Credo che sia giunto il momento di evolverci dallo stato “primordiale” e insegnare ai nostri figli che in casa si collabora tutti, maschi e femmine. Perché, solo partendo dall’educazione familiare in cui non c’è differenza di ruoli si raggiunge il traguardo della pari dignità. Sia maschi che femmine potranno avere a disposizione lo stesso tempo, da impiegare in attività diverse dal lavoro e dalla casa. Solo così potremmo portare a compimento la “rivoluzione di genere”. Poi, attraverso la cultura, dobbiamo impegnarci a divulgarla al di fuori dei nostri confini, mentali, sociali e geografici. Quando la “rivoluzione di genere” sarà compiuta in tutti i Paesi del Mondo, solo allora l’Otto Marzo diventerà una festa, ma per questo, temo ci vorrà un altro millennio».

LILLI SUSCA: “L’8 MARZO È E RESTERÀ SACRO”

Lilli Susca

«La Giornata Internazionale della Donna si celebrò per la prima volta in Italia nel 1922, quasi cento anni fa. In altre parti del mondo, come in Russia, negli Stati Uniti e in Germania, la sua istituzione risale ad una decina di anni prima, quando gruppi di donne coraggiose decisero di unire le forze per rivendicare i propri diritti, primo fra tutti quello di voto. L’unione diede loro il coraggio di denunciare soprusi, chiedere parità di trattamento nel mondo del lavoro, pretendere rispetto e supportare la loro controparte maschile nelle lotte sociali. E in quelle rivoluzioni, in cui le donne erano in prima linea, molte persero la vita, tantissime la libertà. Come si può pensare di non voler più rendere onore a coloro che hanno dato il là ad un lento processo di cambiamento che oggi ci permette di votare e di essere votate, di lavorare, di abortire, se necessario, di divorziare? Lascio agli anticonformisti la solita solfa secondo la quale la giornata della donna debba essere celebrata tutto l’anno. Per me l’8 marzo è e resterà sacro. Sempre. Finché campo. Perché quelle donne meritano un pensiero speciale, come lo meritano i morti, i santi e persino i cornuti. Perché c’è ancora tanto da fare e uno sguardo alla storia non può che dare una spinta in più a noi e alle future generazioni.

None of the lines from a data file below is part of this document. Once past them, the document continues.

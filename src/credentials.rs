//! Sign-in credentials for the chart site.
//!
//! Passwords are held as [`SecretString`] so they never end up in logs or in
//! the `config` event sent back to the control panel.

use std::fmt;

use secrecy::{ExposeSecret, SecretString};

/// Email + password pair used by the session manager to sign in.
#[derive(Clone)]
pub struct Credentials {
    email: String,
    password: SecretString,
}

impl Credentials {
    /// Build credentials, returning `None` if either part is blank.
    pub fn new(email: impl Into<String>, password: impl Into<String>) -> Option<Self> {
        let email = email.into().trim().to_string();
        let password = password.into();
        if email.is_empty() || password.is_empty() {
            return None;
        }
        Some(Self {
            email,
            password: SecretString::from(password),
        })
    }

    pub fn email(&self) -> &str {
        &self.email
    }

    /// Plaintext password, only for typing into the sign-in form.
    pub(crate) fn expose_password(&self) -> &str {
        self.password.expose_secret()
    }
}

impl fmt::Debug for Credentials {
    fn fmt(&self, f: &mut fmt::Formatter<'_>) -> fmt::Result {
        f.debug_struct("Credentials")
            .field("email", &self.email)
            .field("password", &"[REDACTED]")
            .finish()
    }
}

“Mettiamo le ali ai libri”

La nostra villa comunale si va arricchendo ultimamente di simboli importanti, che fanno ben sperare per il futuro: una panchina rossa come denuncia delle violenze di genere e una lanterna contenente libri, come invito alla lettura. Essendo una lettrice “forte” non posso che essere felice di questa seconda iniziativa, perché mi auguro che qualcuno si avvicini alla lettura, per curiosità, magari, o per sfida, chissà… Devo ammettere, però, di non aver ben compreso le modalità. Come funziona? Si tratta di un’iniziativa di BookCrossing, che prevede la libera circolazione di libri, basata sul concetto che i libri debbano passare di mano in mano, essere presi in prestito, portati a casa, letti e poi riportati o sostituiti con altri? Da quanto leggo, mi pare di capire che invece il libro possa essere letto solo lì, sulla panchina rossa. Quindi, se qualcuno volesse leggerlo, sarebbe costretto a farlo sapere a tutti, ad esibire il gesto del leggere, cosa che ritengo, al contrario, fra le azioni più intime in assoluto. L’Amministrazione ha voluto fare questo bel gesto, investendo, seppure una piccola cifra, in cultura. Benissimo! Ma facciamo le cose come si deve. Mettiamo le ali ai libri, facciamoli circolare liberamente. Esistono delle organizzazioni che si occupano di BookCrossing e sono facilmente rintracciabili in rete. Coraggio! E se un ragazzino rubasse un libro non potremmo che esserne felici tutti quanti. Un paese assediato da ladre e ladri di libri sarebbe certamente un bel posto in cui vivere, un posto migliore. E se poi si riuscisse anche a far funzionare la nostra biblioteca comunale… Che bella festa sarebbe per tutti!».